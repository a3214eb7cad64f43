//! Graph descriptions
//!
//! An ordered map from node key to node spec, validated as a DAG before it
//! reaches any engine. Ordered keys keep construction and iteration
//! deterministic for identical inputs.

use super::node::NodeSpec;
use crate::error::GraphError;
use std::collections::{BTreeMap, VecDeque};

/// A declarative audio-processing graph
#[derive(Debug, Clone, PartialEq, Default)]
pub struct GraphDescription {
    nodes: BTreeMap<String, NodeSpec>,
}

impl GraphDescription {
    /// Create an empty description
    pub fn new() -> Self {
        Self::default()
    }

    /// Insert a node under a key, replacing any previous spec
    pub fn insert(&mut self, key: impl Into<String>, spec: NodeSpec) {
        self.nodes.insert(key.into(), spec);
    }

    /// Look up a node by key
    pub fn get(&self, key: &str) -> Option<&NodeSpec> {
        self.nodes.get(key)
    }

    /// Whether a node exists
    pub fn contains(&self, key: &str) -> bool {
        self.nodes.contains_key(key)
    }

    /// Number of nodes
    pub fn len(&self) -> usize {
        self.nodes.len()
    }

    /// Whether the graph has no nodes
    pub fn is_empty(&self) -> bool {
        self.nodes.is_empty()
    }

    /// Iterate nodes in key order
    pub fn iter(&self) -> impl Iterator<Item = (&String, &NodeSpec)> {
        self.nodes.iter()
    }

    /// Node keys in order
    pub fn keys(&self) -> impl Iterator<Item = &String> {
        self.nodes.keys()
    }

    /// Fail fast on structural defects: no nodes, dangling references,
    /// self-connections, or cycles
    pub fn validate(&self) -> Result<(), GraphError> {
        if self.nodes.is_empty() {
            return Err(GraphError::Empty);
        }
        for (key, spec) in &self.nodes {
            for connection in &spec.outputs {
                if let Some(target) = connection.target_key() {
                    if target == key {
                        return Err(GraphError::SelfConnection { key: key.clone() });
                    }
                    if !self.nodes.contains_key(target) {
                        return Err(GraphError::UnknownNode {
                            from: key.clone(),
                            to: target.to_string(),
                        });
                    }
                }
            }
        }
        self.topological_order().map(|_| ())
    }

    /// Evaluation order: every node appears after all nodes that feed its
    /// input or parameters. Errors on cycles and dangling references.
    pub fn topological_order(&self) -> Result<Vec<String>, GraphError> {
        let keys: Vec<&String> = self.nodes.keys().collect();
        let index: BTreeMap<&str, usize> = keys
            .iter()
            .enumerate()
            .map(|(i, key)| (key.as_str(), i))
            .collect();

        let mut in_degree = vec![0usize; keys.len()];
        let mut targets: Vec<Vec<usize>> = vec![Vec::new(); keys.len()];
        for (i, key) in keys.iter().enumerate() {
            for connection in &self.nodes[*key].outputs {
                if let Some(target) = connection.target_key() {
                    let j = *index.get(target).ok_or_else(|| GraphError::UnknownNode {
                        from: (*key).clone(),
                        to: target.to_string(),
                    })?;
                    targets[i].push(j);
                    in_degree[j] += 1;
                }
            }
        }

        let mut queue: VecDeque<usize> =
            (0..keys.len()).filter(|&i| in_degree[i] == 0).collect();
        let mut order = Vec::with_capacity(keys.len());
        while let Some(i) = queue.pop_front() {
            order.push(i);
            for &j in &targets[i] {
                in_degree[j] -= 1;
                if in_degree[j] == 0 {
                    queue.push_back(j);
                }
            }
        }

        if order.len() != keys.len() {
            let stuck = (0..keys.len())
                .find(|&i| in_degree[i] > 0)
                .map(|i| keys[i].clone())
                .unwrap_or_default();
            return Err(GraphError::Cycle { key: stuck });
        }

        Ok(order.into_iter().map(|i| keys[i].clone()).collect())
    }
}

▶ TASK TO CARRY OUT:
If a line in the records contains the word "GraphDescription", copy it out.

▶ SOLUTION:
pub struct GraphDescription {
impl GraphDescription {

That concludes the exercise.